John Walker, a member of the Innospec defined benefit scheme, brought the claim as in the event of his death his husband would only have been entitled to a spouse’s pension of about £1,000 a year. Innospec did not take into account service before 2005, and Mr Walker had taken early retirement in 2003.

If Mr Walker had married a woman, she would have received about £45,700 a year from the scheme following his death.

Lord Kerr gave the court's final conclusion saying that the pre-2005 exemption in the Equalities Act “is incompatible” with the EU framework directive for equal treatment in employment and occupation, “and must be disapplied”.

Supreme Court overrules statute with ‘striking’ ease

The ease with which the Supreme Court was willing to overturn statute – after all the lower courts had been reluctant to go against it – was “striking”, said Alastair Meeks, partner at law firm Pinsent Masons, especially as it is based on EU law, and comes amid the UK’s exit from the EU.

Meeks noted that gay rights had seen “a remarkable transformation” in the past five decades, adding: “I get the very distinct sense from the judgment that the Supreme Court is very mindful of that social direction.”

Even though the court went against the Equalities Act with its judgment, some said they were not surprised by the decision.

Steve Wardlaw, chair of Emerald Life, a specialist insurer for the lesbian, gay, bisexual and transgender community, said it was clear there had been attempts to limit the scope of equality when the Equalities Act was introduced.

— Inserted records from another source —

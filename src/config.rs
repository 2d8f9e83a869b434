//! Server configuration from the environment.

use std::path::PathBuf;
use std::time::Duration;

const DEFAULT_HOST: &str = "0.0.0.0";
const DEFAULT_PORT: u16 = 8080;
const DEFAULT_INACTIVITY_HOURS: u64 = 12;

/// Settings for the web binary.
#[derive(Clone, Debug, Eq, PartialEq)]
pub struct ServerConfig {
    pub host: String,
    pub port: u16,
    /// JSON snapshot loaded at startup, if any.
    pub snapshot: Option<PathBuf>,
    /// Loaded tournaments idle for this long are dropped.
    pub inactivity_timeout: Duration,
}

impl Default for ServerConfig {
    fn default() -> Self {
        Self {
            host: DEFAULT_HOST.to_string(),
            port: DEFAULT_PORT,
            snapshot: None,
            inactivity_timeout: Duration::from_secs(DEFAULT_INACTIVITY_HOURS * 3600),
        }
    }
}

impl ServerConfig {
    /// Read HOST, PORT, SNAPSHOT and INACTIVITY_HOURS. Unparsable values fall back to defaults.
    pub fn from_env() -> Self {
        Self::from_lookup(|key| std::env::var(key).ok())
    }

    /// Same as [`from_env`](Self::from_env) with an explicit variable source.
    pub fn from_lookup(lookup: impl Fn(&str) -> Option<String>) -> Self {
        let defaults = Self::default();
        let host = lookup("HOST")
            .filter(|h| !h.trim().is_empty())
            .unwrap_or(defaults.host);
        let port = parse_or("PORT", lookup("PORT"), defaults.port);
        let hours = parse_or("INACTIVITY_HOURS", lookup("INACTIVITY_HOURS"), DEFAULT_INACTIVITY_HOURS);
        Self {
            host,
            port,
            snapshot: lookup("SNAPSHOT").filter(|p| !p.is_empty()).map(PathBuf::from),
            inactivity_timeout: Duration::from_secs(hours.saturating_mul(3600)),
        }
    }
}

fn parse_or<T: std::str::FromStr + std::fmt::Display>(key: &str, raw: Option<String>, default: T) -> T {
    match raw {
        None => default,
        Some(raw) => raw.trim().parse().unwrap_or_else(|_| {
            log::warn!("ignoring invalid {}={:?}, using {}", key, raw, default);
            default
        }),
    }
}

He noted that many in the LGBT community had not known about the previously reduced pension entitlements for same-sex spouses. “I’ve had a few friends say this morning, ‘I had no idea that stuff like this was still going on’,” he said. Therefore, while there is satisfaction in the community about the result, “Pride won’t be extended on the basis of this judgment”.

Wardlaw also highlighted that many larger employers already provide equal pension entitlements to same-sex spouses.

“It’s not that you have to discriminate, but you were able to,” he said. “The vast majority of private companies have ignored this ability and offer equality to married couples across the board.”

What role do trustees play?

Chantal Thompson, partner at law firm Baker McKenzie, said trustees have had to be neutral in these decisions.

“They can’t say, ‘Oh we think it’s right that same-sex partners should have all benefits’, because it does affect the funding position,” she said, adding that boards will prefer to take direction from the employer on cost issues.

However, in terms of the judgment affecting scheme funding levels, “whether it makes a significant difference I would doubt”.

Penny Cogher, partner at law firm Irwin Mitchell, said that “in today’s society, it makes sense” for same-sex couples to have equivalent pension rights.

Cogher advised schemes that do not already grant equal treatment to make it a priority to review past decisions they have made and update rules and member communications.

Part-time worker faces uphill struggle

At the same time as Walker v Innospec, the Supreme Court dealt with O’Brien v Ministry of Justice, which also involved equal treatment and temporal restrictions.

In this case a fee-paid judge, who had been excluded from becoming a member of the judicial pension scheme on the basis of his part-time role, maintained that he should receive a pension in respect of his service before the EU directive on part-time work came into force.

However, unlike in the previous case, the Supreme Court did not decide in favour of the appellant; instead, it referred the case to the Court of Justice of the European Union.

The judgments relate to separate EU directives. The O’Brien case also seems to have more in common with the Barber sex discrimination rulings, said Thompson.

“It’s less about discrimination and more about whether there can be retrospective treatment of your pension accrual,” she said.

Cogher, however, noted that it was “almost unhelpful” at this stage for the case to go to the CJEU for the second time, having already been heard there in 2012.

Although the Supreme Court has referred the case, it noted in its decision that the majority of the court was “inclined to think” that it would be unlawful to discriminate against part-time workers. O'Brien's solicitors expect a favourable outcome.

“It just seems disproportionate to put all this government force into saying, ‘We can explicitly exclude fee-paid part-time judges from getting the same equal treatment as other workers’. It starts to look a bit petty almost,” Cogher said.